By default, beagle is configured to index the running user’s home directory.  It’s configurable via the GUI or the sparsely documented beagle-config.  You can add directories to index via beagle-config FilesQueryable Roots </full/path>.  Directories may be excluded by beagle-config FilesQueryable ExcludeSubdirectory </full/path>.   Any mounted filesystem can be indexed, though for remote filesystems, NFS is likely preferable to SMB.  Beagle states a strong preference for the ability to use extended attributes, which are not supported as required by beagle over samba.

Also by default, beagle excludes $HOME/tmp from the index.  I used this for convenience in my testing, moving all of my test scripts, output and other cruft to $HOME/tmp, which allowed me to maintain a largely clean index of my planned search files.  I say almost because beagle did something I found very interesting.  If I made a quick modification to a test script using vi, beagle picked up the updated access time of my ~/.viminfo file and checked to see whether it needed to udpate the index.

I tried to keep search testing as simple as possible, building searches which had clearly expected results.  I used strings which were unique to file types (docs, spreadsheets, etc.).  Beagle’s Google-like syntax made for simple refinement.

Beagle’s results were largely satisfactory.  File name based searches provided excellent results.  It was able to search documents (pdf, txt, odt, rtf, html) with no problems.   Audio file tags (mp3, m4a, ogg) were also exactly as expected.   Searches of archives were very impressive.  The file name based searches showed that beagle was able to index not just inside archives but inside archives of archives (tar, tgz, zip, bz2).  Its ability to penetrate multiple levels deep into archives was a great surprise.

A datapoint which is currently meaningless is time to search.  It came in at:  10.09s user, 0.92s system,  11.654 total.  That won’t mean anything until we have similar info for the competing tools.

It did have a few problems, though.  I wasn’t able to get any results from any spreadsheets/structured documents.  This was surprising for a few reasons.  The csv with which Beagle was unable to cope is only text, something Beagle handled perfectly elsewhere.  The ods spreadsheet also failed, even though OpenOffice’s writer file was no problem.  No results were found for the contents of the svg file, which is also just text.

Further, Beagle gave me no results from any MS Office files (Office 2003 or Office 2007 format).

The project lists Office 2003 format files as supported, but so is svg, which is no more complicated than text.  I’m sure these are solvable problems, but MS Office documents and csv files are routine fare for most any user.  It shouldn’t take fixing.

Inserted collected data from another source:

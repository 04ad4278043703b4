//! Instrument descriptors and the identity provider that looks them up.
//!
//! An `InstrumentDescriptor` is the capability set an instrument exposes to
//! ingestion: which header keywords carry which observation properties,
//! which extra dimensions its exposures reference, and hooks that add
//! instrument-specific columns to exposure and dependency records.

use std::collections::{BTreeMap, HashMap};
use std::path::Path;
use std::sync::Arc;

use serde::{Deserialize, Serialize};
use tracing::info;

use crate::dimension::DimensionSpec;
use crate::error::{Error, Result};
use crate::obs_info::{ObservationInfo, ObservationProperty};

/// Trait implemented by every supported instrument.
pub trait InstrumentDescriptor: Send + Sync {
    /// Canonical instrument name.
    fn name(&self) -> &str;

    /// Alternative names accepted by the identity provider.
    fn aliases(&self) -> &[String] {
        &[]
    }

    /// Dimensions beyond instrument, detector and physical_filter that
    /// exposures of this instrument reference.
    fn extra_dimensions(&self) -> Vec<DimensionSpec> {
        Vec::new()
    }

    /// Header keyword that carries each observation property.
    fn header_map(&self) -> &BTreeMap<ObservationProperty, String>;

    /// Header keywords copied into `ObservationInfo::extra`, keyed by the extra field name.
    fn extra_headers(&self) -> BTreeMap<String, String> {
        BTreeMap::new()
    }

    /// Hours subtracted from the start time before taking the observing-night date.
    fn day_obs_offset_hours(&self) -> i64 {
        0
    }

    /// Instrument-specific exposure columns.
    fn build_exposure_extras(
        &self,
        _info: &ObservationInfo,
    ) -> Result<serde_json::Map<String, serde_json::Value>> {
        Ok(serde_json::Map::new())
    }

    /// Instrument-specific descriptive fields for a new dependency record.
    fn build_dependency_extras(
        &self,
        _dimension: &str,
        _info: &ObservationInfo,
    ) -> Result<serde_json::Map<String, serde_json::Value>> {
        Ok(serde_json::Map::new())
    }
}

/// Serialized description of a configuration-driven instrument.
#[derive(Debug, Clone, Serialize, Deserialize)]
pub struct InstrumentDefinition {
    pub name: String,
    #[serde(default)]
    pub aliases: Vec<String>,
    #[serde(default = "default_header_map")]
    pub header_map: BTreeMap<ObservationProperty, String>,
    #[serde(default)]
    pub extra_headers: BTreeMap<String, String>,
    #[serde(default)]
    pub extra_dimensions: Vec<DimensionSpec>,
    /// Constant descriptive fields per dimension name.
    #[serde(default)]
    pub dependency_fields: BTreeMap<String, serde_json::Map<String, serde_json::Value>>,
    /// Constant exposure extras.
    #[serde(default)]
    pub exposure_fields: serde_json::Map<String, serde_json::Value>,
    #[serde(default)]
    pub day_obs_offset_hours: i64,
}

/// Header keywords of a plain FITS primary header.
pub fn default_header_map() -> BTreeMap<ObservationProperty, String> {
    use ObservationProperty::*;
    [
        (Instrument, "INSTRUME"),
        (DetectorNum, "DETECTOR"),
        (DetectorName, "DETNAME"),
        (ExposureId, "EXP-ID"),
        (ObservationId, "OBSID"),
        (DatetimeBegin, "DATE-OBS"),
        (DatetimeEnd, "DATE-END"),
        (ExposureTime, "EXPTIME"),
        (PhysicalFilter, "FILTER"),
        (ObservationType, "IMAGETYP"),
        (GroupName, "GROUPID"),
        (GroupId, "VISITID"),
        (ScienceProgram, "PROGRAM"),
        (TargetName, "OBJECT"),
        (ObservationReason, "REASON"),
    ]
    .into_iter()
    .map(|(p, k)| (p, k.to_string()))
    .collect()
}

/// `InstrumentDescriptor` driven entirely by an [`InstrumentDefinition`].
#[derive(Debug, Clone)]
pub struct GenericInstrument {
    def: InstrumentDefinition,
}

impl GenericInstrument {
    pub fn new(def: InstrumentDefinition) -> Self {
        Self { def }
    }

    /// Instrument with the default header map and no extras.
    pub fn named(name: impl Into<String>) -> Self {
        Self::new(InstrumentDefinition {
            name: name.into(),
            aliases: Vec::new(),
            header_map: default_header_map(),
            extra_headers: BTreeMap::new(),
            extra_dimensions: Vec::new(),
            dependency_fields: BTreeMap::new(),
            exposure_fields: serde_json::Map::new(),
            day_obs_offset_hours: 0,
        })
    }

    pub fn definition(&self) -> &InstrumentDefinition {
        &self.def
    }
}

impl InstrumentDescriptor for GenericInstrument {
    fn name(&self) -> &str {
        &self.def.name
    }

    fn aliases(&self) -> &[String] {
        &self.def.aliases
    }

    fn extra_dimensions(&self) -> Vec<DimensionSpec> {
        self.def.extra_dimensions.clone()
    }

    fn header_map(&self) -> &BTreeMap<ObservationProperty, String> {
        &self.def.header_map
    }

    fn extra_headers(&self) -> BTreeMap<String, String> {
        self.def.extra_headers.clone()
    }

    fn day_obs_offset_hours(&self) -> i64 {
        self.def.day_obs_offset_hours
    }

    fn build_exposure_extras(
        &self,
        _info: &ObservationInfo,
    ) -> Result<serde_json::Map<String, serde_json::Value>> {
        Ok(self.def.exposure_fields.clone())
    }

    fn build_dependency_extras(
        &self,
        dimension: &str,
        _info: &ObservationInfo,
    ) -> Result<serde_json::Map<String, serde_json::Value>> {
        Ok(self
            .def
            .dependency_fields
            .get(dimension)
            .cloned()
            .unwrap_or_default())
    }
}

/// Immutable lookup table from instrument names and aliases to descriptors.
///
/// Built before a batch starts and shared read-only by all workers.
#[derive(Clone, Default)]
pub struct InstrumentIdentityProvider {
    by_name: HashMap<String, Arc<dyn InstrumentDescriptor>>,
}

impl InstrumentIdentityProvider {
    pub fn new() -> Self {
        Self::default()
    }

    /// Add a descriptor under its name and aliases. Lookups are case-insensitive.
    pub fn with(mut self, descriptor: Arc<dyn InstrumentDescriptor>) -> Result<Self> {
        let mut names = vec![descriptor.name().to_string()];
        names.extend(descriptor.aliases().iter().cloned());
        for name in names {
            let key = name.to_lowercase();
            if let Some(existing) = self.by_name.get(&key) {
                return Err(Error::Config(format!(
                    "instrument name '{}' already registered for {}",
                    name,
                    existing.name()
                )));
            }
            self.by_name.insert(key, descriptor.clone());
        }
        Ok(self)
    }

    /// Build a provider of `GenericInstrument`s from a JSON list of definitions.
    pub fn from_definitions_file(path: &Path) -> Result<Self> {
        let content = std::fs::read_to_string(path)?;
        let defs: Vec<InstrumentDefinition> = serde_json::from_str(&content)
            .map_err(|e| Error::Config(format!("{}: {}", path.display(), e)))?;
        let mut provider = Self::new();
        for def in defs {
            provider = provider.with(Arc::new(GenericInstrument::new(def)))?;
        }
        info!(
            "Loaded {} instrument definition(s) from {}",
            provider.instrument_names().len(),
            path.display()
        );
        Ok(provider)
    }

    pub fn resolve(&self, name_or_alias: &str) -> Result<Arc<dyn InstrumentDescriptor>> {
        self.by_name
            .get(&name_or_alias.to_lowercase())
            .cloned()
            .ok_or_else(|| Error::UnknownInstrument(name_or_alias.to_string()))
    }

    /// Canonical names of all registered instruments, sorted.
    pub fn instrument_names(&self) -> Vec<String> {
        let mut names: Vec<String> = self
            .by_name
            .values()
            .map(|d| d.name().to_string())
            .collect();
        names.sort();
        names.dedup();
        names
    }
}

impl std::fmt::Debug for InstrumentIdentityProvider {
    fn fmt(&self, f: &mut std::fmt::Formatter<'_>) -> std::fmt::Result {
        f.debug_struct("InstrumentIdentityProvider")
            .field("instruments", &self.instrument_names())
            .finish()
    }
}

Overall, Beagle’s results were good, but not great.  It’s fairly easy to configure, and it’s hard to give it a configuration which makes it fail as you configure through commands which reject bad information rather than config files which break because of it.  The Google-like search syntax (such as four score ext:pdf to get just the pdf result) is very familiar and comfortable, making narrow, specific queries easy to build.  Beagle’s failure, though, with MS Office files and with some structured text (csv and svg) were a surprise and a disappointment.

In Part 3 I’ll provide my impressions and results with tracker, recoll and strigi.  In Part 4, I’ll lay out general and detailed comparisons.

Update:  Turns out Beagle did have some success with spreadsheets.  I was a little more liberal with my search terms and managed to get some hits.  Still, with identical contents and identical search terms, Beagle only found content in the OpenOffice spreadsheet.  No results were available for identical Excel or CSV files.